The Life-Changing Nothing

There is a neat website, Making Light, that repurposes or originates their own content, and I was led to it by another interesting website, bOINGbOING.net. The article that led me to Making Light is by a fellow named Peter Kleisler. I really hope his American Cargo Cult gets wider dissemination, because it takes an excellent look at the American Way of Not Thinking Too Much, and articulates it all really well, and in nice, short, punchy sentences that I can use for my own ends.

But that's not what I'm writing about today. Making Light also had a story about how a small thing can change your life. The story is about a guy (speaking to a high school audience), how he killed his best friend while driving drunk. And that when he got back to school, he was pretty much shunned by everyone. At a point where he was thinking of ending it all, one of his fellow students casually offered him a stick of gum. "The gum," he said, "saved my life."

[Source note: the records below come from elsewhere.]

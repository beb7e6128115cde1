use serde::{Deserialize, Serialize};

use super::repo_types::{Role, User};

/// Request body for user registration.
#[derive(Debug, Deserialize)]
pub struct RegisterRequest {
    pub username: String,
    pub email: String,
    pub password: String,
}

/// Request body for login.
#[derive(Debug, Deserialize)]
pub struct LoginRequest {
    pub email: String,
    pub password: String,
}

/// Request body for token refresh.
#[derive(Debug, Deserialize)]
#[serde(rename_all = "camelCase")]
pub struct RefreshRequest {
    pub refresh_token: String,
}

/// Response returned after login, register or refresh.
#[derive(Debug, Serialize, Deserialize)]
#[serde(rename_all = "camelCase")]
pub struct AuthResponse {
    pub access_token: String,
    pub refresh_token: String,
    pub user: PublicUser,
}

/// Public part of the user returned to the client.
#[derive(Debug, Serialize, Deserialize)]
#[serde(rename_all = "camelCase")]
pub struct PublicUser {
    pub id: i64,
    pub username: String,
    pub email: String,
    pub role: Role,
    pub is_active: bool,
}

impl From<User> for PublicUser {
    fn from(u: User) -> Self {
        Self {
            id: u.id,
            username: u.username,
            email: u.email,
            role: u.role,
            is_active: u.is_active,
        }
    }
}
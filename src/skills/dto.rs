use serde::{Deserialize, Deserializer};

use super::repo_types::SkillPatch;

/// Body of `POST /skills`. Any `userId` sent by the client is ignored.
#[derive(Debug, Default, Deserialize)]
#[serde(rename_all = "camelCase")]
pub struct CreateSkillRequest {
    pub title: Option<String>,
    pub description: Option<String>,
    pub price_per_hour: Option<f64>,
    pub location: Option<String>,
}

/// Body of `PATCH /skills/:id`. Omitted fields keep their value, `null` clears it.
#[derive(Debug, Default, Deserialize)]
#[serde(rename_all = "camelCase")]
pub struct UpdateSkillRequest {
    #[serde(default, deserialize_with = "present")]
    pub title: Option<Option<String>>,
    #[serde(default, deserialize_with = "present")]
    pub description: Option<Option<String>>,
    #[serde(default, deserialize_with = "present")]
    pub price_per_hour: Option<Option<f64>>,
    #[serde(default, deserialize_with = "present")]
    pub location: Option<Option<String>>,
}

/// Only runs for keys present in the body, so `null` becomes `Some(None)`.
fn present<'de, T, D>(de: D) -> Result<Option<Option<T>>, D::Error>
where
    T: Deserialize<'de>,
    D: Deserializer<'de>,
{
    Option::<T>::deserialize(de).map(Some)
}

impl From<UpdateSkillRequest> for SkillPatch {
    fn from(r: UpdateSkillRequest) -> Self {
        Self {
            title: r.title,
            description: r.description,
            price_per_hour: r.price_per_hour,
            location: r.location,
        }
    }
}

So Making Light suggested a topic: how did something small change your life? For me, it was a movie. I was living with two guys, paying a tiny rent to stay in a small bedroom while I worked my way from $4.10/hour all the way up to $4.35/hour as a gas station attendant.  I was twenty-five years old, no prospects, not much education (on paper), and neither ambition nor any sort of belief in myself. I wasn't suicidal so much as terrified. I wouldn't have had the courage to pull the trigger, any more than I had the courage to go out and do something with myself.

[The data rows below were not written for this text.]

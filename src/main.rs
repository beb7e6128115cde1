use std::sync::Arc;

mod app;
mod auth;
mod comments;
mod config;
mod db;
mod dto;
mod error;
mod extract;
mod ownership;
mod skills;
mod state;
#[cfg(test)]
mod test_support;
mod validation;

use crate::{config::AppConfig, state::AppState};

#[tokio::main]
async fn main() -> anyhow::Result<()> {
    dotenvy::dotenv().ok();

    let env_filter = std::env::var("RUST_LOG")
        .unwrap_or_else(|_| "skillmarket=debug,axum=info,tower_http=info".to_string());
    let json_logs = std::env::var("LOG_FORMAT")
        .map(|v| v == "json")
        .unwrap_or(false);

    if json_logs {
        tracing_subscriber::fmt()
            .with_env_filter(env_filter)
            .with_target(false)
            .json()
            .init();
    } else {
        tracing_subscriber::fmt().with_env_filter(env_filter).init();
    }

    let config = Arc::new(AppConfig::from_env()?);
    tracing::info!(
        strict_validation = config.strict_validation,
        max_connections = config.db_max_connections,
        "config loaded"
    );

    let pool = db::connect(&config).await?;

    if let Err(e) = db::migrate(&pool).await {
        tracing::warn!(error = %e, "migration failed; continuing");
    }

    let app = app::build_app(AppState::from_pool(pool.clone(), config));
    app::serve(app).await?;

    pool.close().await;
    tracing::info!("database pool closed");
    Ok(())
}
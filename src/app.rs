use std::net::SocketAddr;

use axum::{routing::get, Router};
use tower_http::{cors::CorsLayer, trace::TraceLayer};

use crate::state::AppState;
use crate::{auth, comments, skills};

pub fn build_app(state: AppState) -> Router {
    Router::new()
        .merge(auth::router())
        .merge(skills::router())
        .merge(comments::router())
        .route("/health", get(|| async { "ok" }))
        .with_state(state)
        .layer(CorsLayer::permissive())
        .layer(
            TraceLayer::new_for_http()
                .make_span_with(|req: &axum::http::Request<_>| {
                    let method = req.method().clone();
                    let uri = req.uri().clone();
                    tracing::info_span!("http_request", %method, uri = %uri, status = tracing::field::Empty)
                })
                .on_response(
                    |res: &axum::http::Response<_>,
                     latency: std::time::Duration,
                     span: &tracing::Span| {
                        let status = res.status();
                        span.record("status", tracing::field::display(status));
                        let latency_ms = latency.as_millis();
                        if status.is_server_error() {
                            tracing::error!(%status, latency_ms, "response");
                        } else {
                            tracing::info!(%status, latency_ms, "response");
                        }
                    },
                ),
        )
}

pub async fn serve(app: Router) -> anyhow::Result<()> {
    let addr: SocketAddr = format!(
        "{}:{}",
        std::env::var("APP_HOST").unwrap_or_else(|_| "0.0.0.0".into()),
        std::env::var("APP_PORT").unwrap_or_else(|_| "8080".into())
    )
    .parse()?;

    tracing::info!("listening on {}", addr);
    let listener = tokio::net::TcpListener::bind(addr).await?;
    axum::serve(listener, app)
        .with_graceful_shutdown(shutdown_signal())
        .await?;
    Ok(())
}

async fn shutdown_signal() {
    let ctrl_c = async {
        if let Err(e) = tokio::signal::ctrl_c().await {
            tracing::error!(error = %e, "failed to listen for ctrl-c");
        }
    };

    #[cfg(unix)]
    let terminate = async {
        match tokio::signal::unix::signal(tokio::signal::unix::SignalKind::terminate()) {
            Ok(mut sig) => {
                sig.recv().await;
            }
            Err(e) => tracing::error!(error = %e, "failed to listen for SIGTERM"),
        }
    };

    #[cfg(not(unix))]
    let terminate = std::future::pending::<()>();

    tokio::select! {
        _ = ctrl_c => {},
        _ = terminate => {},
    }
    tracing::info!("shutdown signal received");
}
use axum::{
    async_trait,
    extract::{FromRef, FromRequestParts},
    http::request::Parts,
};
use tracing::warn;

use super::jwt::{JwtKeys, TokenKind};
use crate::error::AppError;

/// Extracts and validates the bearer JWT, returning the caller's user ID.
///
/// Handlers that take this extractor are protected; the request is rejected
/// with 401 before the handler body runs.
#[derive(Debug, Clone, Copy)]
pub struct AuthUser(pub i64);

#[async_trait]
impl<S> FromRequestParts<S> for AuthUser
where
    S: Send + Sync,
    JwtKeys: FromRef<S>,
{
    type Rejection = AppError;

    async fn from_request_parts(parts: &mut Parts, state: &S) -> Result<Self, Self::Rejection> {
        let auth_header = parts
            .headers
            .get(axum::http::header::AUTHORIZATION)
            .and_then(|v| v.to_str().ok())
            .ok_or_else(|| AppError::Unauthorized("Missing Authorization header".into()))?;

        // Expect "Bearer <token>"
        let token = auth_header
            .strip_prefix("Bearer ")
            .or_else(|| auth_header.strip_prefix("bearer "))
            .ok_or_else(|| AppError::Unauthorized("Invalid Authorization header".into()))?;

        let keys = JwtKeys::from_ref(state);
        let claims = match keys.verify(token.trim()) {
            Ok(c) => c,
            Err(e) => {
                warn!(error = %e, "invalid or expired token");
                return Err(AppError::Unauthorized("Invalid or expired token".into()));
            }
        };

        if claims.kind != TokenKind::Access {
            return Err(AppError::Unauthorized("Access token required".into()));
        }

        Ok(AuthUser(claims.sub))
    }
}
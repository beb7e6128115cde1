use anyhow::Context;
use async_trait::async_trait;
use sqlx::PgPool;

use super::repo_types::{NewSkill, Skill, SkillPatch};

#[async_trait]
pub trait SkillRepo: Send + Sync {
    /// Every skill, in id order.
    async fn list(&self) -> anyhow::Result<Vec<Skill>>;
    async fn find(&self, id: i64) -> anyhow::Result<Option<Skill>>;
    async fn create(&self, new: NewSkill) -> anyhow::Result<Skill>;
    /// Returns `None` when no row has this id.
    async fn update(&self, id: i64, patch: SkillPatch) -> anyhow::Result<Option<Skill>>;
    /// Returns whether a row was removed.
    async fn delete(&self, id: i64) -> anyhow::Result<bool>;
}

#[derive(Clone)]
pub struct PgSkillRepo {
    db: PgPool,
}

impl PgSkillRepo {
    pub fn new(db: PgPool) -> Self {
        Self { db }
    }
}

#[async_trait]
impl SkillRepo for PgSkillRepo {
    async fn list(&self) -> anyhow::Result<Vec<Skill>> {
        let rows = sqlx::query_as::<_, Skill>(
            r#"
            SELECT id, title, description, price_per_hour, location, user_id,
                   created_at, updated_at
            FROM skills
            ORDER BY id
            "#,
        )
        .fetch_all(&self.db)
        .await
        .context("list skills")?;
        Ok(rows)
    }

    async fn find(&self, id: i64) -> anyhow::Result<Option<Skill>> {
        let row = sqlx::query_as::<_, Skill>(
            r#"
            SELECT id, title, description, price_per_hour, location, user_id,
                   created_at, updated_at
            FROM skills
            WHERE id = $1
            "#,
        )
        .bind(id)
        .fetch_optional(&self.db)
        .await
        .context("find skill")?;
        Ok(row)
    }

    async fn create(&self, new: NewSkill) -> anyhow::Result<Skill> {
        let row = sqlx::query_as::<_, Skill>(
            r#"
            INSERT INTO skills (title, description, price_per_hour, location, user_id)
            VALUES ($1, $2, $3, $4, $5)
            RETURNING id, title, description, price_per_hour, location, user_id,
                      created_at, updated_at
            "#,
        )
        .bind(new.title)
        .bind(new.description)
        .bind(new.price_per_hour)
        .bind(new.location)
        .bind(new.user_id)
        .fetch_one(&self.db)
        .await
        .context("insert skill")?;
        Ok(row)
    }

    async fn update(&self, id: i64, patch: SkillPatch) -> anyhow::Result<Option<Skill>> {
        // Each column gets a "supplied" flag so an explicit NULL can be written.
        let row = sqlx::query_as::<_, Skill>(
            r#"
            UPDATE skills
               SET title          = CASE WHEN $2 THEN $3 ELSE title END,
                   description    = CASE WHEN $4 THEN $5 ELSE description END,
                   price_per_hour = CASE WHEN $6 THEN $7 ELSE price_per_hour END,
                   location       = CASE WHEN $8 THEN $9 ELSE location END,
                   updated_at     = now()
             WHERE id = $1
            RETURNING id, title, description, price_per_hour, location, user_id,
                      created_at, updated_at
            "#,
        )
        .bind(id)
        .bind(patch.title.is_some())
        .bind(patch.title.flatten())
        .bind(patch.description.is_some())
        .bind(patch.description.flatten())
        .bind(patch.price_per_hour.is_some())
        .bind(patch.price_per_hour.flatten())
        .bind(patch.location.is_some())
        .bind(patch.location.flatten())
        .fetch_optional(&self.db)
        .await
        .context("update skill")?;
        Ok(row)
    }

    async fn delete(&self, id: i64) -> anyhow::Result<bool> {
        let res = sqlx::query("DELETE FROM skills WHERE id = $1")
            .bind(id)
            .execute(&self.db)
            .await
            .context("delete skill")?;
        Ok(res.rows_affected() > 0)
    }
}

The Cotati Cinema ran two screens and charged a $1. Which, even in the mid-eighties, was a bargain. On my two days off (in the middle of the week), I went to see Runaway Train, with John Voight and Eric Roberts as escaped convicts (in Alaska) who get themselves locked in the back end of a four-engine stack, whose conductor has a heart attack after opening the throttle up. The engines basically go off on their own, and the two convicts are stuck trying to figure out what to do, and how to get off without being recaptured. Rebecca deMornay does a decidedly non-sexy turn as Sara, the Hostler Helper, and she's the only one on the train with any knowledge of how they work. The movie is preachy in many ways, but I hadn't heard any of these sermons before.

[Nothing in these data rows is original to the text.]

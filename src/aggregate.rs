//! Per-job result aggregation.
//!
//! [`AnalysisState`] accumulates findings from possibly-concurrent chunk
//! analyses for the lifetime of one job. The consumer creates a fresh state
//! per job and discards it afterwards, so results can never leak across
//! jobs. A single coarse lock guards the whole map — chunk analysis, not
//! this lock, is the pipeline's bottleneck.

use std::collections::BTreeMap;
use std::sync::{Mutex, MutexGuard, PoisonError};

use crate::report::Finding;

/// Mapping from file identity to the ordered findings accumulated for it.
///
/// The map is ordered by file path, which fixes the file-iteration order
/// seen by report synthesis. Within a file, findings keep append order.
#[derive(Debug, Default)]
pub struct AnalysisState {
    results: Mutex<BTreeMap<String, Vec<Finding>>>,
}

impl AnalysisState {
    pub fn new() -> Self {
        Self::default()
    }

    /// Append findings for a file under exclusive access.
    ///
    /// An empty batch still records the file identity, so files analyzed
    /// without findings are counted in the report's file total.
    pub fn merge(&self, file: &str, findings: Vec<Finding>) {
        self.lock()
            .entry(file.to_string())
            .or_default()
            .extend(findings);
    }

    /// Clone the entire mapping for report synthesis.
    pub fn snapshot(&self) -> BTreeMap<String, Vec<Finding>> {
        self.lock().clone()
    }

    /// Reset all accumulated state.
    pub fn clear(&self) {
        self.lock().clear();
    }

    /// The pipeline has no panic path while the lock is held, but if a
    /// holder ever does panic the map itself is still consistent (every
    /// mutation is a single append or clear), so recover the guard instead
    /// of propagating the poison.
    fn lock(&self) -> MutexGuard<'_, BTreeMap<String, Vec<Finding>>> {
        self.results.lock().unwrap_or_else(PoisonError::into_inner)
    }
}

#[cfg(test)]
mod tests {
    use super::*;
    use std::sync::Arc;

    fn finding(file: &str, line: usize) -> Finding {
        Finding {
            file: file.to_string(),
            line,
            rule: "规则1".to_string(),
            original: "o".to_string(),
            suggested: "s".to_string(),
        }
    }

    #[test]
    fn test_merge_appends_in_call_order() {
        let state = AnalysisState::new();
        state.merge("a.cpp", vec![finding("a.cpp", 10)]);
        state.merge("a.cpp", vec![finding("a.cpp", 3)]);

        let snapshot = state.snapshot();
        let lines: Vec<usize> = snapshot["a.cpp"].iter().map(|f| f.line).collect();
        assert_eq!(lines, vec![10, 3]);
    }

    #[test]
    fn test_empty_merge_records_file_identity() {
        let state = AnalysisState::new();
        state.merge("clean.cpp", Vec::new());
        assert_eq!(state.snapshot().len(), 1);
        assert!(state.snapshot()["clean.cpp"].is_empty());
    }

    #[test]
    fn test_clear_resets_everything() {
        let state = AnalysisState::new();
        state.merge("a.cpp", vec![finding("a.cpp", 1)]);
        state.clear();
        assert!(state.snapshot().is_empty());
    }

    #[test]
    fn test_snapshot_is_detached_copy() {
        let state = AnalysisState::new();
        state.merge("a.cpp", vec![finding("a.cpp", 1)]);
        let snapshot = state.snapshot();
        state.merge("a.cpp", vec![finding("a.cpp", 2)]);
        assert_eq!(snapshot["a.cpp"].len(), 1);
    }

    #[test]
    fn test_state_survives_poisoned_lock() {
        let state = Arc::new(AnalysisState::new());

        // Panic while holding the lock to poison it.
        let poisoner = Arc::clone(&state);
        let _ = std::thread::spawn(move || {
            let _guard = poisoner.results.lock().unwrap();
            panic!("poison the analysis state lock");
        })
        .join();

        state.merge("a.cpp", vec![finding("a.cpp", 1)]);
        assert_eq!(state.snapshot()["a.cpp"].len(), 1);
        state.clear();
        assert!(state.snapshot().is_empty());
    }

    #[test]
    fn test_concurrent_merges_lose_no_updates() {
        let state = Arc::new(AnalysisState::new());

        let handles: Vec<_> = ["a.cpp", "b.cpp"]
            .into_iter()
            .map(|file| {
                let state = Arc::clone(&state);
                std::thread::spawn(move || {
                    for i in 0..1000 {
                        state.merge(file, vec![finding(file, i)]);
                    }
                })
            })
            .collect();
        for handle in handles {
            handle.join().unwrap();
        }

        let snapshot = state.snapshot();
        assert_eq!(snapshot["a.cpp"].len(), 1000);
        assert_eq!(snapshot["b.cpp"].len(), 1000);
        assert_eq!(snapshot.values().map(Vec::len).sum::<usize>(), 2000);
    }
}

Manny (John Voight): Whatever doesn't kill me makes me stronger.

And

Sara: Hold me. I don't want to die alone. 
Manny: We all die alone. 


I don't know why, but a lot of this stuff that Manny spouted during the movie really inspired me to re-think my own capabilities. To look at myself, not from my father's perspective, but from no perspective in particular. To come out from under the layer of filters I was living in.